(Data excerpts)
★ ★ ★ ★
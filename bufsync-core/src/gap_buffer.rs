//! Byte gap buffer.
//!
//! The buffer keeps its contents in one allocation laid out as
//! `[pre-gap bytes | gap | post-gap bytes]`. Edits happen at the gap, so a
//! stream of edits clustered around one moving cursor (live typing) costs
//! time proportional to how far the cursor moves, not to document size.

use thiserror::Error;

/// Gap space reserved on top of any growth request.
const MIN_GAP: usize = 64;

/// Error type for gap buffer operations.
#[derive(Debug, Clone, PartialEq, Eq, Error)]
pub enum GapBufferError {
    /// Offset (or offset + length) lies past the end of the buffer.
    #[error("offset {offset} + {len} out of bounds (buffer length: {buffer_len})")]
    OutOfBounds {
        /// Requested offset.
        offset: usize,
        /// Number of bytes the operation touches.
        len: usize,
        /// Logical buffer length.
        buffer_len: usize,
    },

    /// Bytes at the deletion point are not the bytes the caller expected.
    #[error("delete mismatch at offset {offset}")]
    DeleteMismatch {
        /// Offset of the deletion.
        offset: usize,
    },
}

/// A byte buffer with a movable gap.
#[derive(Debug, Clone)]
pub struct GapBuffer {
    /// `[pre-gap | gap | post-gap]`.
    data: Vec<u8>,
    /// First byte of the gap.
    gap_start: usize,
    /// First byte after the gap.
    gap_end: usize,
}

impl GapBuffer {
    /// Create an empty buffer.
    pub fn new() -> Self {
        Self::from_bytes(&[])
    }

    /// Create a buffer holding `bytes`, with the gap at the end.
    pub fn from_bytes(bytes: &[u8]) -> Self {
        let mut data = Vec::with_capacity(bytes.len() + MIN_GAP);
        data.extend_from_slice(bytes);
        data.resize(bytes.len() + MIN_GAP, 0);
        Self {
            data,
            gap_start: bytes.len(),
            gap_end: bytes.len() + MIN_GAP,
        }
    }

    /// Logical length (gap excluded).
    pub fn len(&self) -> usize {
        self.data.len() - self.gap_len()
    }

    /// True if the buffer holds no bytes.
    pub fn is_empty(&self) -> bool {
        self.len() == 0
    }

    /// Current gap position in logical coordinates.
    pub fn gap_position(&self) -> usize {
        self.gap_start
    }

    fn gap_len(&self) -> usize {
        self.gap_end - self.gap_start
    }

    /// Contents as two slices: before and after the gap.
    pub fn as_slices(&self) -> (&[u8], &[u8]) {
        (&self.data[..self.gap_start], &self.data[self.gap_end..])
    }

    /// Copy the contents out.
    pub fn to_vec(&self) -> Vec<u8> {
        let (front, back) = self.as_slices();
        let mut out = Vec::with_capacity(front.len() + back.len());
        out.extend_from_slice(front);
        out.extend_from_slice(back);
        out
    }

    /// Replace the contents wholesale.
    pub fn set_contents(&mut self, bytes: &[u8]) {
        *self = Self::from_bytes(bytes);
    }

    /// Insert `bytes` at logical `offset`.
    pub fn insert(&mut self, offset: usize, bytes: &[u8]) -> Result<(), GapBufferError> {
        self.check_bounds(offset, 0)?;
        if bytes.len() > self.gap_len() {
            self.grow(offset, bytes.len());
        } else {
            self.move_gap(offset);
        }
        self.data[self.gap_start..self.gap_start + bytes.len()].copy_from_slice(bytes);
        self.gap_start += bytes.len();
        Ok(())
    }

    /// Delete `expected.len()` bytes at logical `offset`.
    ///
    /// With `verify`, the bytes present must equal `expected`; on mismatch
    /// nothing is deleted.
    pub fn delete(
        &mut self,
        offset: usize,
        expected: &[u8],
        verify: bool,
    ) -> Result<(), GapBufferError> {
        let len = expected.len();
        self.check_bounds(offset, len)?;
        self.move_gap(offset);
        if verify && self.data[self.gap_end..self.gap_end + len] != *expected {
            return Err(GapBufferError::DeleteMismatch { offset });
        }
        self.gap_end += len;
        Ok(())
    }

    fn check_bounds(&self, offset: usize, len: usize) -> Result<(), GapBufferError> {
        match offset.checked_add(len) {
            Some(end) if end <= self.len() => Ok(()),
            _ => Err(GapBufferError::OutOfBounds {
                offset,
                len,
                buffer_len: self.len(),
            }),
        }
    }

    /// Slide the gap so it starts at logical `pos`. Cost is the distance moved.
    fn move_gap(&mut self, pos: usize) {
        if pos < self.gap_start {
            let shift = self.gap_start - pos;
            let src = pos..self.gap_start;
            self.data.copy_within(src, self.gap_end - shift);
            self.gap_start = pos;
            self.gap_end -= shift;
        } else if pos > self.gap_start {
            let shift = pos - self.gap_start;
            let src = self.gap_end..self.gap_end + shift;
            self.data.copy_within(src, self.gap_start);
            self.gap_start += shift;
            self.gap_end += shift;
        }
    }

    /// Reallocate with a gap of at least `needed` bytes placed at `pos`.
    fn grow(&mut self, pos: usize, needed: usize) {
        let len = self.len();
        let gap = needed + MIN_GAP.max(len / 2);

        let mut data = Vec::with_capacity(len + gap);
        let (front, back) = self.as_slices();
        if pos <= front.len() {
            data.extend_from_slice(&front[..pos]);
            data.resize(pos + gap, 0);
            data.extend_from_slice(&front[pos..]);
            data.extend_from_slice(back);
        } else {
            let split = pos - front.len();
            data.extend_from_slice(front);
            data.extend_from_slice(&back[..split]);
            data.resize(pos + gap, 0);
            data.extend_from_slice(&back[split..]);
        }

        self.data = data;
        self.gap_start = pos;
        self.gap_end = pos + gap;
    }
}

impl Default for GapBuffer {
    fn default() -> Self {
        Self::new()
    }
}

impl PartialEq for GapBuffer {
    fn eq(&self, other: &Self) -> bool {
        self.to_vec() == other.to_vec()
    }
}

impl Eq for GapBuffer {}

#[cfg(test)]
mod tests {
    use super::*;
    use proptest::prelude::*;

    #[test]
    fn new_buffer_is_empty() {
        let buf = GapBuffer::new();
        assert!(buf.is_empty());
        assert_eq!(buf.to_vec(), b"");
    }

    #[test]
    fn from_bytes_keeps_contents() {
        let buf = GapBuffer::from_bytes(b"hello");
        assert_eq!(buf.len(), 5);
        assert_eq!(buf.to_vec(), b"hello");
        assert_eq!(buf.gap_position(), 5);
    }

    #[test]
    fn insert_at_front_middle_and_end() {
        let mut buf = GapBuffer::from_bytes(b"ace");
        buf.insert(1, b"b").unwrap();
        buf.insert(3, b"d").unwrap();
        buf.insert(0, b">").unwrap();
        buf.insert(6, b"<").unwrap();
        assert_eq!(buf.to_vec(), b">abcde<");
    }

    #[test]
    fn insert_larger_than_gap_grows() {
        let mut buf = GapBuffer::from_bytes(b"ab");
        let big = vec![b'x'; MIN_GAP * 3];
        buf.insert(1, &big).unwrap();

        let mut expected = b"a".to_vec();
        expected.extend_from_slice(&big);
        expected.push(b'b');
        assert_eq!(buf.to_vec(), expected);
        assert_eq!(buf.gap_position(), 1 + big.len());
    }

    #[test]
    fn grow_when_gap_is_behind_insert_point() {
        let mut buf = GapBuffer::from_bytes(b"abcdef");
        buf.insert(1, b"-").unwrap(); // gap now after "a-"
        let big = vec![b'y'; MIN_GAP * 2];
        buf.insert(5, &big).unwrap();

        let mut expected = b"a-bcd".to_vec();
        expected.extend_from_slice(&big);
        expected.extend_from_slice(b"ef");
        assert_eq!(buf.to_vec(), expected);
    }

    #[test]
    fn delete_verified() {
        let mut buf = GapBuffer::from_bytes(b"hello world");
        buf.delete(5, b" world", true).unwrap();
        assert_eq!(buf.to_vec(), b"hello");
    }

    #[test]
    fn delete_mismatch_leaves_contents() {
        let mut buf = GapBuffer::from_bytes(b"hello");
        let err = buf.delete(0, b"jell", true).unwrap_err();
        assert_eq!(err, GapBufferError::DeleteMismatch { offset: 0 });
        assert_eq!(buf.to_vec(), b"hello");
    }

    #[test]
    fn delete_unverified_ignores_contents() {
        let mut buf = GapBuffer::from_bytes(b"hello");
        buf.delete(0, b"????", false).unwrap();
        assert_eq!(buf.to_vec(), b"o");
    }

    #[test]
    fn out_of_bounds_is_rejected() {
        let mut buf = GapBuffer::from_bytes(b"abc");
        assert!(matches!(
            buf.insert(4, b"x"),
            Err(GapBufferError::OutOfBounds { .. })
        ));
        assert!(matches!(
            buf.delete(2, b"cd", false),
            Err(GapBufferError::OutOfBounds { .. })
        ));
        assert!(matches!(
            buf.delete(usize::MAX, b"c", false),
            Err(GapBufferError::OutOfBounds { .. })
        ));
        assert_eq!(buf.to_vec(), b"abc");
    }

    #[test]
    fn typing_moves_gap_with_cursor() {
        let mut buf = GapBuffer::new();
        for (i, b) in b"fn main() {}".iter().enumerate() {
            buf.insert(i, &[*b]).unwrap();
        }
        assert_eq!(buf.to_vec(), b"fn main() {}");
        assert_eq!(buf.gap_position(), 12);

        buf.delete(11, b"}", true).unwrap();
        buf.insert(11, b"\n}").unwrap();
        assert_eq!(buf.to_vec(), b"fn main() {\n}");
    }

    #[test]
    fn set_contents_resets() {
        let mut buf = GapBuffer::from_bytes(b"old");
        buf.insert(1, b"xx").unwrap();
        buf.set_contents(b"new");
        assert_eq!(buf.to_vec(), b"new");
    }

    #[derive(Debug, Clone)]
    enum Op {
        Insert(usize, Vec<u8>),
        Delete(usize, usize),
    }

    fn op() -> impl Strategy<Value = Op> {
        prop_oneof![
            (any::<usize>(), proptest::collection::vec(any::<u8>(), 0..200))
                .prop_map(|(at, bytes)| Op::Insert(at, bytes)),
            (any::<usize>(), 0usize..40).prop_map(|(at, len)| Op::Delete(at, len)),
        ]
    }

    proptest! {
        #[test]
        fn matches_vec_model(
            initial in proptest::collection::vec(any::<u8>(), 0..300),
            ops in proptest::collection::vec(op(), 0..60),
        ) {
            let mut buf = GapBuffer::from_bytes(&initial);
            let mut model = initial.clone();

            for op in ops {
                match op {
                    Op::Insert(at, bytes) => {
                        let at = at % (model.len() + 1);
                        buf.insert(at, &bytes).unwrap();
                        model.splice(at..at, bytes);
                    }
                    Op::Delete(at, len) => {
                        let at = at % (model.len() + 1);
                        let len = len.min(model.len() - at);
                        let expected: Vec<u8> = model[at..at + len].to_vec();
                        buf.delete(at, &expected, true).unwrap();
                        model.drain(at..at + len);
                    }
                }
                prop_assert_eq!(buf.len(), model.len());
            }

            prop_assert_eq!(buf.to_vec(), model);
        }
    }
}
★ ★ ★ ★
[Your assignment] Quote, with nothing altered, all lines from the start of the entries to the line that carries "pub enum GapBufferError", inclusive.

[Exercise response]
filename bufsync-core/src/gap_buffer.rs
//! Byte gap buffer.
//!
//! The buffer keeps its contents in one allocation laid out as
//! `[pre-gap bytes | gap | post-gap bytes]`. Edits happen at the gap, so a
//! stream of edits clustered around one moving cursor (live typing) costs
//! time proportional to how far the cursor moves, not to document size.

use thiserror::Error;

/// Gap space reserved on top of any growth request.
const MIN_GAP: usize = 64;

/// Error type for gap buffer operations.
#[derive(Debug, Clone, PartialEq, Eq, Error)]
pub enum GapBufferError {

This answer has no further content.